Stored data entries
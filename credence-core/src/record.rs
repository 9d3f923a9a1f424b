//! Per-domain trust records
//!
//! A `DomainRecord` is the ledger entry for one canonical domain. Records
//! are created lazily on first report (or seeded at startup) and are only
//! ever mutated through `DomainRegistry::report_outcome`.

use chrono::{DateTime, Utc};
use serde::{Deserialize, Serialize};

use crate::DEFAULT_WEIGHT;

/// Trust classification of a domain. Exactly one applies at any time.
#[derive(Debug, Clone, Copy, PartialEq, Eq, Hash, Serialize, Deserialize, Default)]
#[serde(rename_all = "snake_case")]
pub enum Membership {
    #[default]
    Neutral,
    Reliable,
    Unreliable,
    /// Terminal until recovery: scores as zero and is refused by the fetch gate
    RedFlagged,
}

impl Membership {
    /// Base contribution of the membership to `DomainRegistry::score`
    pub fn base_score(&self) -> f64 {
        match self {
            Membership::Reliable => 0.8,
            Membership::Unreliable => 0.2,
            Membership::Neutral | Membership::RedFlagged => 0.5,
        }
    }

    pub fn as_str(&self) -> &'static str {
        match self {
            Membership::Neutral => "neutral",
            Membership::Reliable => "reliable",
            Membership::Unreliable => "unreliable",
            Membership::RedFlagged => "red_flagged",
        }
    }
}

impl std::fmt::Display for Membership {
    fn fmt(&self, f: &mut std::fmt::Formatter<'_>) -> std::fmt::Result {
        f.write_str(self.as_str())
    }
}

/// Correct/total outcome counters. `total >= correct` always holds.
#[derive(Debug, Clone, Copy, PartialEq, Eq, Serialize, Deserialize, Default)]
pub struct Accuracy {
    pub correct: u64,
    pub total: u64,
}

impl Accuracy {
    pub fn new(correct: u64, total: u64) -> Self {
        Self {
            correct: correct.min(total),
            total,
        }
    }

    /// Fraction of correct outcomes, or `None` before any outcome was recorded
    pub fn ratio(&self) -> Option<f64> {
        if self.total == 0 {
            None
        } else {
            Some(self.correct as f64 / self.total as f64)
        }
    }

    pub(crate) fn record(&mut self, success: bool) {
        self.total += 1;
        if success {
            self.correct += 1;
        }
    }
}

/// Ledger entry for one canonical domain
#[derive(Debug, Clone, PartialEq, Serialize, Deserialize)]
pub struct DomainRecord {
    /// Outcome counters shared by the fetch and validation channels
    pub accuracy: Accuracy,

    /// Trust multiplier in `[0.0, 5.0]`
    pub weight: f64,

    /// Current success run (zero whenever `consecutive_failures > 0`)
    pub consecutive_successes: u32,

    /// Current failure run (zero whenever `consecutive_successes > 0`)
    pub consecutive_failures: u32,

    pub total_usage: u64,
    pub successful_usage: u64,

    pub last_used_at: Option<DateTime<Utc>>,

    pub membership: Membership,
}

impl DomainRecord {
    /// A record for a domain seen for the first time
    pub fn neutral() -> Self {
        Self {
            accuracy: Accuracy::default(),
            weight: DEFAULT_WEIGHT,
            consecutive_successes: 0,
            consecutive_failures: 0,
            total_usage: 0,
            successful_usage: 0,
            last_used_at: None,
            membership: Membership::Neutral,
        }
    }

    /// A pre-seeded record with a fixed usage history
    pub fn seeded(membership: Membership, weight: f64, correct: u64, total: u64) -> Self {
        Self {
            accuracy: Accuracy::new(correct, total),
            weight,
            total_usage: total,
            successful_usage: correct.min(total),
            membership,
            ..Self::neutral()
        }
    }

    pub fn is_red_flagged(&self) -> bool {
        self.membership == Membership::RedFlagged
    }

    /// Fraction of uses that succeeded, `0.0` before first use
    pub fn success_rate(&self) -> f64 {
        if self.total_usage == 0 {
            0.0
        } else {
            self.successful_usage as f64 / self.total_usage as f64
        }
    }
}

impl Default for DomainRecord {
    fn default() -> Self {
        Self::neutral()
    }
}
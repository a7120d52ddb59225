//! Error types for b64kit

use thiserror::Error;

/// Errors that can occur while encoding or decoding
#[derive(Error, Debug, Clone, PartialEq, Eq)]
pub enum Error {
    /// A required input is missing or empty, or exclusive inputs were combined
    #[error("Invalid argument: {0}")]
    InvalidArgument(String),

    /// The input text does not have the shape of Base64
    #[error("Validation error: {0}")]
    ValidationError(String),

    /// A referenced file does not exist
    #[error("Not found: {0}")]
    NotFound(String),

    /// Reading, writing or launching failed
    #[error("IO error: {0}")]
    IoError(String),

    /// The codec rejected the input
    #[error("Decode error: {0}")]
    DecodeError(String),

    /// Decoded bytes are not valid UTF-8
    #[error("Encoding error: {0}")]
    EncodingError(String),
}

/// Result type using our Error type
pub type Result<T> = std::result::Result<T, Error>;

impl From<std::io::Error> for Error {
    fn from(err: std::io::Error) -> Self {
        Error::IoError(err.to_string())
    }
}

impl From<base64::DecodeError> for Error {
    fn from(err: base64::DecodeError) -> Self {
        Error::DecodeError(format!("Failed to decode base64: {}", err))
    }
}

impl From<std::string::FromUtf8Error> for Error {
    fn from(err: std::string::FromUtf8Error) -> Self {
        Error::EncodingError(format!("Decoded data is not valid UTF-8: {}", err))
    }
}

§ **TASK OBJECTIVE**:
The first line of the entries above marks where to begin; repeat each line exactly through the one that contains "impl std::fmt::Display for", and include that line.

§ **RESPONSE AREA**:
filename credence-core/src/record.rs
repository 9d3f923a9a1f424b
//! Per-domain trust records
//!
//! A `DomainRecord` is the ledger entry for one canonical domain. Records
//! are created lazily on first report (or seeded at startup) and are only
//! ever mutated through `DomainRegistry::report_outcome`.

use chrono::{DateTime, Utc};
use serde::{Deserialize, Serialize};

use crate::DEFAULT_WEIGHT;

/// Trust classification of a domain. Exactly one applies at any time.
#[derive(Debug, Clone, Copy, PartialEq, Eq, Hash, Serialize, Deserialize, Default)]
#[serde(rename_all = "snake_case")]
pub enum Membership {
    #[default]
    Neutral,
    Reliable,
    Unreliable,
    /// Terminal until recovery: scores as zero and is refused by the fetch gate
    RedFlagged,
}

impl Membership {
    /// Base contribution of the membership to `DomainRegistry::score`
    pub fn base_score(&self) -> f64 {
        match self {
            Membership::Reliable => 0.8,
            Membership::Unreliable => 0.2,
            Membership::Neutral | Membership::RedFlagged => 0.5,
        }
    }

    pub fn as_str(&self) -> &'static str {
        match self {
            Membership::Neutral => "neutral",
            Membership::Reliable => "reliable",
            Membership::Unreliable => "unreliable",
            Membership::RedFlagged => "red_flagged",
        }
    }
}

impl std::fmt::Display for Membership {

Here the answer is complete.